Apple pancakes with lemon-spiced butter


The Lebanese Recipes Kitchen (The home of delicious Lebanese Recipes and Middle Eastern food recipes) invites you to try Apple pancakes with lemon-spiced butter - Christmas Breakfast recipe. Enjoy Christmas recipes and learn how to make Apple pancakes with lemon-spiced butter.

Ease yourself into the weekend with these delicious pancakes. You can even make a double batch and freeze some to enjoy later in the week.

Preparation Time 10 minutes
Cooking Time 20 minutes
Makes 10

Ingredients

150g (1 cup) self-raising flour
375ml (1 1/2 cups) buttermilk
1 egg, lightly whisked
40g butter
1 medium pink lady apple, peeled, cored and thinly sliced
250g mixed fresh berries, to serve

Lemon-spiced butter
100g butter, softened
2 tsp mixed spice
2 tsp finely grated lemon rind

Method

1. Sift the flour into a large mixing bowl. Make a well in the centre. Whisk the buttermilk and egg together in a jug. Pour the buttermilk mixture into the well and whisk to make a smooth batter.

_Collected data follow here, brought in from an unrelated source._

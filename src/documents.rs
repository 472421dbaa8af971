//! Entity documents decoded from revision text or JSON snapshots
//!
//! Documents are kept as untyped JSON; typed entity models are left to
//! consumers. This module provides the decoding seam, the field-level filter
//! and the adapter that plugs document consumers into the revision broker.

use crate::config::FilterConfig;
use crate::processor::{EntityDocumentProcessor, ProcessingError, RevisionProcessor};
use crate::types::{Revision, RevisionId};
use serde::{Deserialize, Serialize};
use serde_json::{Map, Value};
use std::collections::HashSet;
use thiserror::Error;
use tracing::warn;

/// Errors that can occur while decoding a document
#[derive(Debug, Error)]
pub enum DecodeError {
    #[error("JSON error: {0}")]
    Json(#[from] serde_json::Error),

    #[error("Document has no '{0}' field")]
    MissingField(&'static str),

    #[error("Document is not a JSON object")]
    NotAnObject,
}

/// One entity (item, property, lexeme, ...) as JSON
#[derive(Debug, Clone, PartialEq, Serialize, Deserialize)]
pub struct EntityDocument {
    /// Entity id, e.g. "Q42"
    pub id: String,
    /// Entity type, e.g. "item"
    pub entity_type: String,
    /// Revision the document was taken from (0 if unknown)
    pub revision_id: RevisionId,
    /// Full JSON representation
    pub data: Value,
}

impl EntityDocument {
    /// Build a document from its JSON representation
    pub fn from_value(data: Value) -> Result<Self, DecodeError> {
        let object = data.as_object().ok_or(DecodeError::NotAnObject)?;
        let id = object
            .get("id")
            .and_then(Value::as_str)
            .ok_or(DecodeError::MissingField("id"))?
            .to_string();
        let entity_type = object
            .get("type")
            .and_then(Value::as_str)
            .ok_or(DecodeError::MissingField("type"))?
            .to_string();
        let revision_id = object.get("lastrevid").and_then(Value::as_u64).unwrap_or(0);
        Ok(Self {
            id,
            entity_type,
            revision_id,
            data,
        })
    }

    /// Content model of revisions holding this kind of entity
    pub fn content_model(&self) -> String {
        format!("wikibase-{}", self.entity_type)
    }

    /// Label in a language, if present
    pub fn label(&self, language: &str) -> Option<&str> {
        self.data
            .get("labels")?
            .get(language)?
            .get("value")?
            .as_str()
    }
}

/// Turns revision text into an entity document
pub trait DocumentDecoder {
    /// Decode a revision; `Ok(None)` for revisions that hold no entity
    /// (wikitext pages, entity redirects)
    fn decode(&self, revision: &Revision) -> Result<Option<EntityDocument>, DecodeError>;
}

/// Decoder for revisions whose text is the entity JSON
#[derive(Debug, Clone, Copy, Default)]
pub struct JsonDocumentDecoder;

impl DocumentDecoder for JsonDocumentDecoder {
    fn decode(&self, revision: &Revision) -> Result<Option<EntityDocument>, DecodeError> {
        if !revision.is_json() || revision.text.trim().is_empty() {
            return Ok(None);
        }
        let data: Value = serde_json::from_str(&revision.text)?;
        if data.get("redirect").is_some() {
            return Ok(None);
        }
        let mut document = EntityDocument::from_value(data)?;
        if document.revision_id == 0 {
            document.revision_id = revision.revision_id;
        }
        Ok(Some(document))
    }
}

/// Field-level allow-lists applied to documents before delivery
#[derive(Debug, Clone, Default, PartialEq, Eq)]
pub struct DocumentFilter {
    languages: Option<HashSet<String>>,
    sites: Option<HashSet<String>>,
    properties: Option<HashSet<String>>,
}

const LANGUAGE_FIELDS: [&str; 4] = ["labels", "descriptions", "aliases", "lemmas"];
const STATEMENT_FIELDS: [&str; 2] = ["claims", "statements"];

impl DocumentFilter {
    /// Filter for the configured allow-lists, `None` if none is configured
    pub fn from_config(config: &FilterConfig) -> Option<Self> {
        if !config.is_active() {
            return None;
        }
        let set = |list: &Option<Vec<String>>| list.as_ref().map(|l| l.iter().cloned().collect());
        Some(Self {
            languages: set(&config.languages),
            sites: set(&config.sites),
            properties: set(&config.properties),
        })
    }

    pub fn with_languages<I, S>(mut self, languages: I) -> Self
    where
        I: IntoIterator<Item = S>,
        S: Into<String>,
    {
        self.languages = Some(languages.into_iter().map(Into::into).collect());
        self
    }

    pub fn with_sites<I, S>(mut self, sites: I) -> Self
    where
        I: IntoIterator<Item = S>,
        S: Into<String>,
    {
        self.sites = Some(sites.into_iter().map(Into::into).collect());
        self
    }

    pub fn with_properties<I, S>(mut self, properties: I) -> Self
    where
        I: IntoIterator<Item = S>,
        S: Into<String>,
    {
        self.properties = Some(properties.into_iter().map(Into::into).collect());
        self
    }

    /// Remove everything not on an allow-list
    pub fn apply(&self, document: &mut EntityDocument) {
        let Some(object) = document.data.as_object_mut() else {
            return;
        };
        if let Some(languages) = &self.languages {
            for field in LANGUAGE_FIELDS {
                retain_keys(object, field, languages);
            }
        }
        if let Some(sites) = &self.sites {
            retain_keys(object, "sitelinks", sites);
        }
        if let Some(properties) = &self.properties {
            for field in STATEMENT_FIELDS {
                retain_keys(object, field, properties);
            }
        }
    }
}

fn retain_keys(object: &mut Map<String, Value>, field: &str, allowed: &HashSet<String>) {
    if let Some(Value::Object(entries)) = object.get_mut(field) {
        entries.retain(|key, _| allowed.contains(key));
    }
}

/// Document consumer behind an optional filter
pub struct FilteredDocuments<'a> {
    filter: Option<&'a DocumentFilter>,
    inner: &'a mut dyn EntityDocumentProcessor,
}

impl<'a> FilteredDocuments<'a> {
    pub fn new(filter: Option<&'a DocumentFilter>, inner: &'a mut dyn EntityDocumentProcessor) -> Self {
        Self { filter, inner }
    }
}

impl EntityDocumentProcessor for FilteredDocuments<'_> {
    fn process_document(&mut self, document: &EntityDocument) -> Result<(), ProcessingError> {
        match self.filter {
            Some(filter) => {
                let mut filtered = document.clone();
                filter.apply(&mut filtered);
                self.inner.process_document(&filtered)
            }
            None => self.inner.process_document(document),
        }
    }

    fn finish(&mut self) -> Result<(), ProcessingError> {
        self.inner.finish()
    }
}

/// Revision subscriber that decodes revisions and feeds a document consumer
///
/// Revisions that fail to decode are logged, counted and skipped.
pub struct DocumentRevisionAdapter<'a> {
    decoder: &'a dyn DocumentDecoder,
    filter: Option<&'a DocumentFilter>,
    inner: &'a mut dyn EntityDocumentProcessor,
    decode_errors: u64,
}

impl<'a> DocumentRevisionAdapter<'a> {
    pub fn new(
        decoder: &'a dyn DocumentDecoder,
        filter: Option<&'a DocumentFilter>,
        inner: &'a mut dyn EntityDocumentProcessor,
    ) -> Self {
        Self {
            decoder,
            filter,
            inner,
            decode_errors: 0,
        }
    }

    pub fn decode_errors(&self) -> u64 {
        self.decode_errors
    }
}

impl RevisionProcessor for DocumentRevisionAdapter<'_> {
    fn process_revision(&mut self, revision: &Revision) -> Result<(), ProcessingError> {
        let mut document = match self.decoder.decode(revision) {
            Ok(Some(document)) => document,
            Ok(None) => return Ok(()),
            Err(e) => {
                self.decode_errors += 1;
                warn!(
                    page_id = revision.page_id,
                    revision_id = revision.revision_id,
                    title = %revision.title,
                    error = %e,
                    "Failed to decode revision"
                );
                return Ok(());
            }
        };
        if let Some(filter) = self.filter {
            filter.apply(&mut document);
        }
        self.inner.process_document(&document)
    }

    fn finish_pass(&mut self) -> Result<(), ProcessingError> {
        self.inner.finish()
    }
}
//! Core types shared by the extraction and dispatch pipeline

use chrono::{DateTime, Utc};
use serde::{Deserialize, Serialize};
use std::collections::BTreeMap;
use std::fmt;

/// Numeric page identifier
pub type PageId = u64;

/// Numeric revision identifier, unique per project
pub type RevisionId = u64;

/// Well-known content model names
pub mod content_model {
    pub const WIKITEXT: &str = "wikitext";
    pub const WIKIBASE_ITEM: &str = "wikibase-item";
    pub const WIKIBASE_PROPERTY: &str = "wikibase-property";
    pub const WIKIBASE_LEXEME: &str = "wikibase-lexeme";
    pub const JSON: &str = "json";
}

/// Default format of wikitext revisions in exports that predate `<format>`
pub const DEFAULT_FORMAT: &str = "text/x-wiki";

// ============================================================================
// Site information
// ============================================================================

/// Namespace number to title prefix mapping of one dump pass
#[derive(Debug, Clone, Default, PartialEq, Eq, Serialize, Deserialize)]
pub struct NamespaceTable {
    prefixes: BTreeMap<i32, String>,
}

impl NamespaceTable {
    /// Create an empty table
    pub fn new() -> Self {
        Self::default()
    }

    /// Register a namespace prefix (empty for the main namespace)
    pub fn insert(&mut self, key: i32, prefix: impl Into<String>) {
        self.prefixes.insert(key, prefix.into());
    }

    /// Prefix of a namespace, if declared
    pub fn prefix(&self, key: i32) -> Option<&str> {
        self.prefixes.get(&key).map(String::as_str)
    }

    /// Namespace number for a prefix
    pub fn key_for(&self, prefix: &str) -> Option<i32> {
        self.prefixes
            .iter()
            .find(|(_, p)| p.as_str() == prefix)
            .map(|(k, _)| *k)
    }

    pub fn len(&self) -> usize {
        self.prefixes.len()
    }

    pub fn is_empty(&self) -> bool {
        self.prefixes.is_empty()
    }

    pub fn iter(&self) -> impl Iterator<Item = (i32, &str)> {
        self.prefixes.iter().map(|(k, p)| (*k, p.as_str()))
    }

    pub fn clear(&mut self) {
        self.prefixes.clear();
    }
}

/// Contents of a dump's `<siteinfo>` block
#[derive(Debug, Clone, Default, PartialEq, Eq, Serialize, Deserialize)]
pub struct SiteInfo {
    /// Human readable site name, e.g. "Wikidata"
    pub site_name: String,
    /// URL of the main page; article URLs are derived from it
    pub base_url: String,
    /// Namespaces declared for this pass
    pub namespaces: NamespaceTable,
}

impl SiteInfo {
    pub fn clear(&mut self) {
        self.site_name.clear();
        self.base_url.clear();
        self.namespaces.clear();
    }

    /// Article path prefix derived from the base URL
    /// (`https://www.wikidata.org/wiki/Main_Page` -> `https://www.wikidata.org/wiki/`)
    pub fn article_path(&self) -> Option<&str> {
        let end = self.base_url.rfind('/')?;
        Some(&self.base_url[..=end])
    }
}

// ============================================================================
// Revisions
// ============================================================================

/// Author of a revision
///
/// Registered users carry a numeric id; anonymous edits only have an IP address
/// as their name. Suppressed contributors have neither.
#[derive(Debug, Clone, Default, PartialEq, Eq, Serialize, Deserialize)]
pub struct Contributor {
    pub name: String,
    #[serde(skip_serializing_if = "Option::is_none")]
    pub id: Option<u64>,
}

impl Contributor {
    pub fn is_anonymous(&self) -> bool {
        self.id.is_none() && !self.name.is_empty()
    }

    pub fn clear(&mut self) {
        self.name.clear();
        self.id = None;
    }
}

/// One revision of a page, as found in an XML export
///
/// The extractor fills a single instance field by field and hands out `&Revision`
/// for the duration of one callback. Consumers that keep a revision past the
/// callback take a copy with `clone()`.
#[derive(Debug, Clone, PartialEq, Eq, Serialize, Deserialize)]
pub struct Revision {
    pub page_id: PageId,
    pub namespace: i32,
    pub title: String,
    pub revision_id: RevisionId,
    #[serde(skip_serializing_if = "Option::is_none")]
    pub parent_id: Option<RevisionId>,
    /// ISO 8601 timestamp as written in the dump
    pub timestamp: String,
    pub content_model: String,
    pub format: String,
    pub text: String,
    pub contributor: Contributor,
    pub comment: String,
}

impl Default for Revision {
    fn default() -> Self {
        Self {
            page_id: 0,
            namespace: 0,
            title: String::new(),
            revision_id: 0,
            parent_id: None,
            timestamp: String::new(),
            content_model: content_model::WIKITEXT.to_string(),
            format: DEFAULT_FORMAT.to_string(),
            text: String::new(),
            contributor: Contributor::default(),
            comment: String::new(),
        }
    }
}

impl Revision {
    /// Clear page-level fields before reading a new `<page>`
    pub fn reset_page(&mut self) {
        self.page_id = 0;
        self.namespace = 0;
        self.title.clear();
        self.reset_revision();
    }

    /// Clear revision-level fields, keeping page identity
    pub fn reset_revision(&mut self) {
        self.revision_id = 0;
        self.parent_id = None;
        self.timestamp.clear();
        self.content_model.clear();
        self.content_model.push_str(content_model::WIKITEXT);
        self.format.clear();
        self.format.push_str(DEFAULT_FORMAT);
        self.text.clear();
        self.contributor.clear();
        self.comment.clear();
    }

    /// Parsed revision timestamp
    pub fn timestamp_utc(&self) -> Option<DateTime<Utc>> {
        DateTime::parse_from_rfc3339(&self.timestamp)
            .ok()
            .map(|dt| dt.with_timezone(&Utc))
    }

    /// Whether the revision carries a JSON payload (entity content)
    pub fn is_json(&self) -> bool {
        self.format == "application/json"
    }
}

impl fmt::Display for Revision {
    fn fmt(&self, f: &mut fmt::Formatter<'_>) -> fmt::Result {
        write!(
            f,
            "revision {} of page {} ({})",
            self.revision_id, self.page_id, self.title
        )
    }
}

2. Melt half the butter in a medium non-stick frying pan over medium heat until foaming. Spoon 80ml (1/3 cup) of the batter into the pan and top with apple slices. Cook for 1 minute or until bubbles appear on the surface and the pancake is golden underneath. Turn and cook for a further minute or until golden. Repeat with remaining batter and apple slices, greasing pan with butter before each batch. (To freeze, see below.)

3. To make lemon-spiced butter: combine the butter, mixed spice and lemon rind in a small bowl. (To freeze, see below.)

4. To serve: Spread pancakes with lemon-spiced butter and arrange in a stack. Top with berries and serve immediately.

Notes
To freeze pancakes (up to 3 months): Place pancakes between sheets of non-stick baking paper. Wrap in plastic wrap and place in an airtight container. Label, date and freeze.
To freeze lemon-spiced butter (up to 3 months): Place on a large piece of plastic wrap. Roll into a log and tightly wrap in plastic. Twist ends of plastic wrap to enclose. Label, date and freeze.

To thaw: Place pancakes and lemon-spiced butter in fridge for 6 hours.
Microwave thawing (single portion): Place pancake on a heatproof plate. Heat, uncovered, on Defrost or Medium-low/350watts/30% for 1-2 minutes or until almost thawed. Stand for 2 minutes.

To reheat: Wrap 5 thawed pancakes in foil and place in a steamer over a saucepan of simmering water, turning once during cooking, for 5 minutes or until heated through. Repeat with remaining pancakes.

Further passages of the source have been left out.